Net cash provided by operating activities                            19
                                                                   ____

Net increase in cash                                                 19

Cash at beginning of period                                          81
                                                                   ____
                                                                   
Cash at end of period                                              $100
                                                                   ____



The accompanying note is an integral part of the financial statements.

                                     5




                      WATERFORD GAMING FINANCE CORP.

                  NOTE TO CONDENSED FINANCIAL STATEMENTS

                                (Unaudited)
                                 _________


1.	Basis of Presentation:

   The unaudited interim financial statements should be read in conjunction
   with the Company's 1996 audited financial statements within the Company's
   Registration Statement on Form S-4, as amended, initially filed with the
   Securities and Exchange Commission (the "Commission") File No. 
   333-17795-01 on April 29, 1997.

   The unaudited interim financial statements include normal and recurring 
   adjustments which are, in the opinion of management, necessary to present
   a fair statement of financial position as of September 30, 1997, and the
   results of operations and  retained earnings (deficit) for the three 
   months and nine months ended September 30, 1997, and the related statement
   of cash flows for the nine months ended September 30, 1997.  The Company 
   was formed on October 22, 1996 and, accordingly, there are no comparative 
   statements for the corresponding three months and nine months ending
   September 30, 1996.  Results of operations for the period are not 
   necessarily indicative of the results to be expected for the full year.

   The following significant event has occurred subsequent to fiscal year 
   1996, which requires disclosure in this interim report per Regulation S-X,
   Rule 10-01, Paragraph(a)(5).  

   Effective as of May 15, 1997, the Company functioned as a co-issuer with 
   its parent, Waterford Gaming, L.L.C., to issue 12-3/4% senior notes payable
   (the "Notes") which were registered with the Commission through a 
   Registration Statement on Form S-4 under the Securities Exchange Act of 
   1933.  As a result, the Company is subject to the informational 
   requirements of the Securities Exchange Act of 1934.


                                     6






Item 2.	Management's Discussion and Analysis of Financial Condition and 
        ---------------------------------------------------------------
        Results of Operations
        ---------------------

The following discussion should be read in conjunction with, and is qualified
in its entirety by, the Company's financial statements and the notes thereto.
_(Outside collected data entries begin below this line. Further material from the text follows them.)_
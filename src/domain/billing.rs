// ==========================================
// 鲜奶订送系统 - 账务领域模型
// ==========================================
// 职责: 账单、付款、月度对账单的只读视图
// 说明: 账务数据由远端服务生成，本侧只做汇总展示
// ==========================================

use chrono::NaiveDate;
use serde::{Deserialize, Serialize};

use crate::domain::types::InvoiceStatus;

// ==========================================
// Invoice - 账单
// ==========================================
#[derive(Debug, Clone, PartialEq, Serialize, Deserialize)]
pub struct Invoice {
    pub invoice_id: String,           // 账单ID
    pub invoice_number: String,       // 账单编号
    pub issue_date: Option<NaiveDate>,// 开具日期
    pub status: InvoiceStatus,        // 状态
    pub line_totals: Vec<f64>,        // 明细行金额
    pub notes: Option<String>,        // 备注
    pub pdf_url: Option<String>,      // 账单文件链接
}

impl Invoice {
    /// 账单总额（明细行金额合计）
    pub fn amount(&self) -> f64 {
        self.line_totals.iter().sum()
    }
}

// ==========================================
// Payment - 付款记录
// ==========================================
#[derive(Debug, Clone, PartialEq, Serialize, Deserialize)]
pub struct Payment {
    pub payment_id: String,          // 付款ID
    pub amount: f64,                 // 金额
    pub paid_on: Option<NaiveDate>,  // 付款日期
}

// ==========================================
// InvoiceTotals - 账单汇总
// ==========================================
#[derive(Debug, Clone, Copy, Default, PartialEq, Serialize, Deserialize)]
pub struct InvoiceTotals {
    pub total: f64, // 合计
    pub paid: f64,  // 已付
    pub due: f64,   // 应付
}

// ==========================================
// MonthlyStatement - 月度对账单
// ==========================================
// 按自然月聚合: purchased 为当月账单合计，paid 为当月付款合计
#[derive(Debug, Clone, PartialEq, Serialize, Deserialize)]
pub struct MonthlyStatement {
    pub year: i32,      // 年
    pub month: u32,     // 月 (1-12)
    pub purchased: f64, // 当月购买金额
    pub paid: f64,      // 当月付款金额
}

impl MonthlyStatement {
    /// 当月欠款（不为负）
    pub fn due(&self) -> f64 {
        (self.purchased - self.paid).max(0.0)
    }

    /// 月份键，如 "2024-05"
    pub fn month_key(&self) -> String {
        format!("{:04}-{:02}", self.year, self.month)
    }

    /// 是否已结清
    pub fn is_settled(&self) -> bool {
        self.due() < 1e-6
    }
}

// ==========================================
// PaymentOutcome - 付款发起结果
// ==========================================
#[derive(Debug, Clone, PartialEq, Serialize, Deserialize)]
pub struct PaymentOutcome {
    pub accepted: bool,          // 远端是否受理
    pub reference: String,       // 客户端参考号
    pub message: Option<String>, // 远端返回的说明
}

#[cfg(test)]
mod tests {
    use super::*;

    #[test]
    fn test_invoice_amount_sums_line_totals() {
        let inv = Invoice {
            invoice_id: "INV-1".to_string(),
            invoice_number: "2024-0001".to_string(),
            issue_date: NaiveDate::from_ymd_opt(2024, 5, 3),
            status: InvoiceStatus::Issued,
            line_totals: vec![120.0, 60.0, 20.0],
            notes: None,
            pdf_url: None,
        };
        assert_eq!(inv.amount(), 200.0);
    }

    #[test]
    fn test_statement_due_not_negative() {
        let st = MonthlyStatement {
            year: 2024,
            month: 5,
            purchased: 100.0,
            paid: 150.0,
        };
        assert_eq!(st.due(), 0.0);
        assert!(st.is_settled());
        assert_eq!(st.month_key(), "2024-05");
    }
}
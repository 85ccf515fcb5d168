//! Dashboard state update logic
//!
//! Contains the per-frame update and the single fetch transition handler

use super::state::{DashboardState, FetchingState, LoadPhase};
use crate::fetcher::FetchOutcome;
use crate::view_model::DashboardViewModel;

impl DashboardState {
    /// Update the dashboard state with a new tick and drain queued events.
    pub fn update(&mut self) {
        self.tick += 1;

        while let Some(event) = self.pending_events.pop_front() {
            self.add_to_activity_log(event);
        }
    }

    /// Single transition handler for fetch results.
    ///
    /// Outcomes from superseded generations are discarded, so a slow response
    /// can never overwrite state installed by a newer fetch. A failure leaves
    /// the prior view (empty or stale) untouched; a success replaces it
    /// wholesale, never merging.
    pub fn apply_fetch_outcome(&mut self, outcome: FetchOutcome) {
        if outcome.generation != self.generation() {
            return;
        }
        self.set_fetching_state(FetchingState::Idle);

        if let Ok(payload) = outcome.result {
            self.view = DashboardViewModel::from_payload(&payload);
            self.phase = LoadPhase::Loaded;
        }
    }
}
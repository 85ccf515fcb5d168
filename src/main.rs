// Copyright (c) 2024 Predulive Labs. All rights reserved.

mod api;
mod config;
mod consts;
mod environment;
mod events;
mod fetcher;
mod logging;
mod payload;
mod ui;
mod view_model;

use crate::api::ApiClient;
use crate::config::{Config, get_config_path};
use crate::consts::cli_consts::{DEFAULT_USER_ID, EVENT_QUEUE_SIZE};
use crate::environment::Environment;
use crate::fetcher::DashboardFetcher;
use clap::{Parser, Subcommand};
use crossterm::{
    event::{DisableMouseCapture, EnableMouseCapture},
    execute,
    terminal::{EnterAlternateScreen, LeaveAlternateScreen, disable_raw_mode, enable_raw_mode},
};
use ratatui::{Terminal, backend::CrosstermBackend};
use std::sync::Arc;
use std::{error::Error, io};
use tokio::sync::mpsc;
use tokio_util::sync::CancellationToken;

#[derive(Parser)]
#[command(author, version, about, long_about = None)]
/// Command-line arguments
struct Args {
    /// Command to execute
    #[command(subcommand)]
    command: Command,
}

#[derive(Subcommand)]
enum Command {
    /// Start the dashboard
    Start {
        /// User identifier to fetch the dashboard for
        #[arg(long, value_name = "USER_ID")]
        user_id: Option<String>,

        /// Override the dashboard API base URL
        #[arg(long, value_name = "URL")]
        base_url: Option<String>,
    },
    /// Clear the saved user configuration.
    Logout,
}

#[tokio::main]
async fn main() -> Result<(), Box<dyn Error>> {
    let environment_str = std::env::var("PREDULIVE_ENVIRONMENT").unwrap_or_default();
    let mut environment = environment_str
        .parse::<Environment>()
        .unwrap_or(Environment::default());

    let config_path = get_config_path()?;
    let args = Args::parse();
    match args.command {
        Command::Start { user_id, base_url } => {
            if let Some(api_base_url) = base_url {
                environment = Environment::Custom { api_base_url };
            }

            // Persist an explicitly-provided user ID for subsequent sessions.
            if let Some(id) = &user_id {
                Config::new(id.clone())
                    .save(&config_path)
                    .map_err(|e| format!("Failed to save config: {}", e))?;
            }

            let mut user_id = user_id;
            // If no user ID is provided, try to load it from the config file.
            if user_id.is_none() && config_path.exists() {
                if let Ok(config) = Config::load_from_file(&config_path) {
                    user_id = Some(config.user_id);
                }
            }
            let user_id = user_id.unwrap_or_else(|| DEFAULT_USER_ID.to_string());

            start(user_id, environment).await
        }
        Command::Logout => {
            println!("Logging out and clearing the saved user configuration...");
            Config::clear(&config_path).map_err(Into::into)
        }
    }
}

/// Starts the dashboard application.
///
/// # Arguments
/// * `user_id` - The identifier whose dashboard payload is fetched.
/// * `env` - The environment to connect to.
async fn start(user_id: String, env: Environment) -> Result<(), Box<dyn Error>> {
    // Terminal setup
    enable_raw_mode()?;
    let mut stdout = io::stdout();
    execute!(stdout, EnterAlternateScreen, EnableMouseCapture)?;

    // Initialize the terminal with Crossterm backend.
    let backend = CrosstermBackend::new(stdout);
    let mut terminal = Terminal::new(backend)?;

    // Wire the fetch worker to the UI loop.
    let api_client = ApiClient::new(env.clone());
    let (event_sender, event_receiver) = mpsc::channel(EVENT_QUEUE_SIZE);
    let (outcome_sender, outcome_receiver) = mpsc::channel(EVENT_QUEUE_SIZE);
    let cancellation = CancellationToken::new();
    let fetcher = DashboardFetcher::new(
        Arc::new(api_client),
        user_id.clone(),
        event_sender,
        outcome_sender,
        cancellation.clone(),
    );

    let app = ui::App::new(
        user_id,
        env,
        fetcher,
        event_receiver,
        outcome_receiver,
        cancellation,
    );
    let res = ui::run(&mut terminal, app).await;

    // Clean up the terminal after running the application.
    disable_raw_mode()?;
    execute!(
        terminal.backend_mut(),
        LeaveAlternateScreen,
        DisableMouseCapture
    )?;
    terminal.show_cursor()?;

    res?;
    Ok(())
}
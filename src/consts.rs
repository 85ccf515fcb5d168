pub mod cli_consts {
    //! Dashboard Client Configuration Constants
    //!
    //! This module contains all configuration constants for the dashboard
    //! client, organized by functional area.

    // =============================================================================
    // QUEUE CONFIGURATION
    // =============================================================================

    /// The maximum number of events to keep in the activity logs.
    pub const MAX_ACTIVITY_LOGS: usize = 100;

    /// Maximum buffer size for the fetch worker channels.
    pub const EVENT_QUEUE_SIZE: usize = 100;

    // =============================================================================
    // IDENTITY CONFIGURATION
    // =============================================================================

    /// Default user identifier used when none is saved or supplied.
    pub const DEFAULT_USER_ID: &str = "user123";

    // =============================================================================
    // UI CONFIGURATION
    // =============================================================================

    /// UI loop timing configuration
    pub mod ui {
        use std::time::Duration;

        /// How long the splash screen is shown before the dashboard mounts (milliseconds)
        pub const SPLASH_DURATION_MS: u64 = 2_000;

        /// Key event poll interval for the UI loop (milliseconds)
        pub const POLL_INTERVAL_MS: u64 = 100;

        /// Helper function to get the splash duration
        pub const fn splash_duration() -> Duration {
            Duration::from_millis(SPLASH_DURATION_MS)
        }

        /// Helper function to get the key poll interval
        pub const fn poll_interval() -> Duration {
            Duration::from_millis(POLL_INTERVAL_MS)
        }
    }
}
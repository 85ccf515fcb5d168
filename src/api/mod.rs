use crate::api::error::ApiError;
use crate::environment::Environment;
use crate::payload::DashboardPayload;

pub(crate) mod client;
pub use client::ApiClient;
pub mod error;

#[cfg(test)]
use mockall::automock;

#[cfg_attr(test, automock)]
#[async_trait::async_trait]
pub trait DashboardApi: Send + Sync {
    fn environment(&self) -> &Environment;

    /// Fetch the dashboard payload for the given user identifier.
    ///
    /// Exactly one request per invocation; the caller decides what to do
    /// with a failure.
    async fn fetch_dashboard(&self, user_id: &str) -> Result<DashboardPayload, ApiError>;
}
//! Dashboard logs panel component
//!
//! Renders activity logs with event formatting

use super::super::state::{DashboardState, FetchingState};
use super::super::utils::{clean_http_error_message, format_compact_timestamp, get_worker_color};
use crate::events::EventType;
use crate::logging::LogLevel;
use ratatui::Frame;
use ratatui::layout::Rect;
use ratatui::prelude::{Color, Style};
use ratatui::text::{Line, Span};
use ratatui::widgets::{Block, BorderType, Borders, Padding, Paragraph, Wrap};

/// Render the activity log panel.
pub fn render_logs_panel(f: &mut Frame, area: Rect, state: &DashboardState) {
    // Account for borders and padding when sizing the visible window
    let max_logs = (area.height.saturating_sub(3)) as usize;
    let log_count = if max_logs > 0 { max_logs } else { 1 };

    let log_lines: Vec<Line> = state
        .activity_logs
        .iter()
        .filter(|event| event.should_display())
        .rev()
        .take(log_count)
        .map(|event| {
            let status_icon = match (event.event_type, event.log_level) {
                (EventType::Success, _) => "✅",
                (EventType::Error, LogLevel::Warn) => "",
                (EventType::Error, _) => "❌",
                (EventType::Refresh, _) => "",
            };

            let worker_color = get_worker_color(&event.worker);
            let compact_time = format_compact_timestamp(&event.timestamp);
            let cleaned_msg = clean_http_error_message(&event.msg);

            Line::from(vec![
                Span::raw(format!("{} ", status_icon)),
                Span::styled(
                    format!("{} ", compact_time),
                    Style::default().fg(Color::DarkGray),
                ),
                Span::styled(cleaned_msg, Style::default().fg(worker_color)),
            ])
        })
        .collect();

    let log_paragraph = if log_lines.is_empty() {
        let placeholder = match state.fetching_state() {
            FetchingState::Active { started_at } => {
                format!("Fetching dashboard data... ({}s)", started_at.elapsed().as_secs())
            }
            FetchingState::Idle => "Starting up...".to_string(),
        };
        Paragraph::new(vec![Line::from(placeholder)])
    } else {
        Paragraph::new(log_lines)
    };

    let logs_block = Block::default()
        .title("ACTIVITY LOG")
        .borders(Borders::ALL)
        .border_type(BorderType::Rounded)
        .border_style(Style::default().fg(Color::Cyan))
        .padding(Padding::uniform(1));

    let log_widget = log_paragraph.block(logs_block).wrap(Wrap { trim: true });

    f.render_widget(log_widget, area);
}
Waterford Gaming Finance Corp. is a wholly-owned subsidiary of Waterford 
Gaming, L.L.C.


Results of Operations
- ---------------------

Discussion of the period from July 1, 1997 to September 30, 1997 
- ----------------------------------------------------------------

Revenue for the quarter ended September 30, 1997 was $0.

Expenses for the quarter ended September 30, 1997 were $0.

As a result of the foregoing factors, the Company's net income for the three
months ended September 30, 1997 was $0.

Discussion of the period from January 1, 1997 to September 30, 1997
- -------------------------------------------------------------------

Revenue for the nine months ended September 30, 1997 was $74.

Bank charges for the nine months ended September 30, 1997 were $55.

As a result of the foregoing factors, the Company's net income for the nine
months ended September 30, 1997 was $19.

The Company is not expected to have significant operating activity.  Funding
for future operations will come from the financial support of its parent 
company.

The Company was formed on October 22, 1996 and accordingly there are no 
comparative results of operations for the corresponding quarter ending 
September 30, 1996 and for the corresponding nine months ending September 30,
1996.

                                     7



Part II - Other Information:
          -----------------

Item 1 -- Legal Proceedings:
          -----------------

          On August 6, 1997, a former partner of Trading Cove Associates
          (the "Manager") filed a lawsuit against the Manager, Waterford 
          Gaming, L.L.C. and its owners, Sun Cove Ltd. and RJH Development 
          Corp. claiming breach of contract, breach of fiduciary duties and
          other matters in connection with the development of the Mohegan Sun
          Casino by the Manager.  Waterford Gaming, L.L.C. believes that 
          it has meritorious defenses and intends to vigorously defend the 
          lawsuit and that the outcome of the lawsuit will not have a material
          adverse effect on the business of the Company.

Item 2 -- Changes in Securities:
          ---------------------

          NONE

Item 3 -- Defaults upon Senior Securities:
          -------------------------------

          NONE

Item 4 -- Submission of Matters to a Vote of Security Holders:
          ---------------------------------------------------
          NONE

Item 5 -- Other Information:
          -----------------
          NONE

Item 6 -- Exhibits and Reports on Form 8-K:
          --------------------------------

          (a)  Exhibits

               Exhibit No.        Description
               3.1                Certificate of Incorporation of
                                  Waterford Gaming Finance Corp.  (i)
               3.2                Bylaws of Waterford Gaming Finance Corp. (i)
               4.1                Indenture, dated as of November 8, 1996,
                                  between Waterford Gaming, L.L.C. and 
                                  Waterford Gaming Finance Corp., 
                                  the issuers, and Fleet National Bank, as 
                                  trustee, relating to $65,000,000 
                                  12 3/4% Senior Notes due 2003. (i)
               4.2                Registration Rights Agreement, dated
                                  as of November 8, 1996, among, Waterford 
                                  Gaming, L.L.C., Waterford Gaming Finance 
                                  Corp., Bear, Stearns & Co., Inc., and 
                                  Merrill Lynch, Pierce, Fenner & Smith
                                  Incorporated. (i)
               4.3                Specimen Form of 12 3/4% Senior Notes
                                  due 2003 (the "Private Notes") 
                                  (included in Exhibit 4.1). (i)
               4.4                Specimen Form of 12 3/4% Senior Notes
                                  due 2003 (the "Exchange Notes") 
                                  (included in Exhibit 4.1). (i)
              10.1                Purchase Agreement, dated as of
                                  November 5, 1996, among Waterford Gaming,
                                  L.L.C., Waterford Gaming Finance Corp., 
                                  Bear, Stearns & Co., Inc. and Merrill Lynch,
                                  Pierce, Fenner & Smith Incorporated. (i)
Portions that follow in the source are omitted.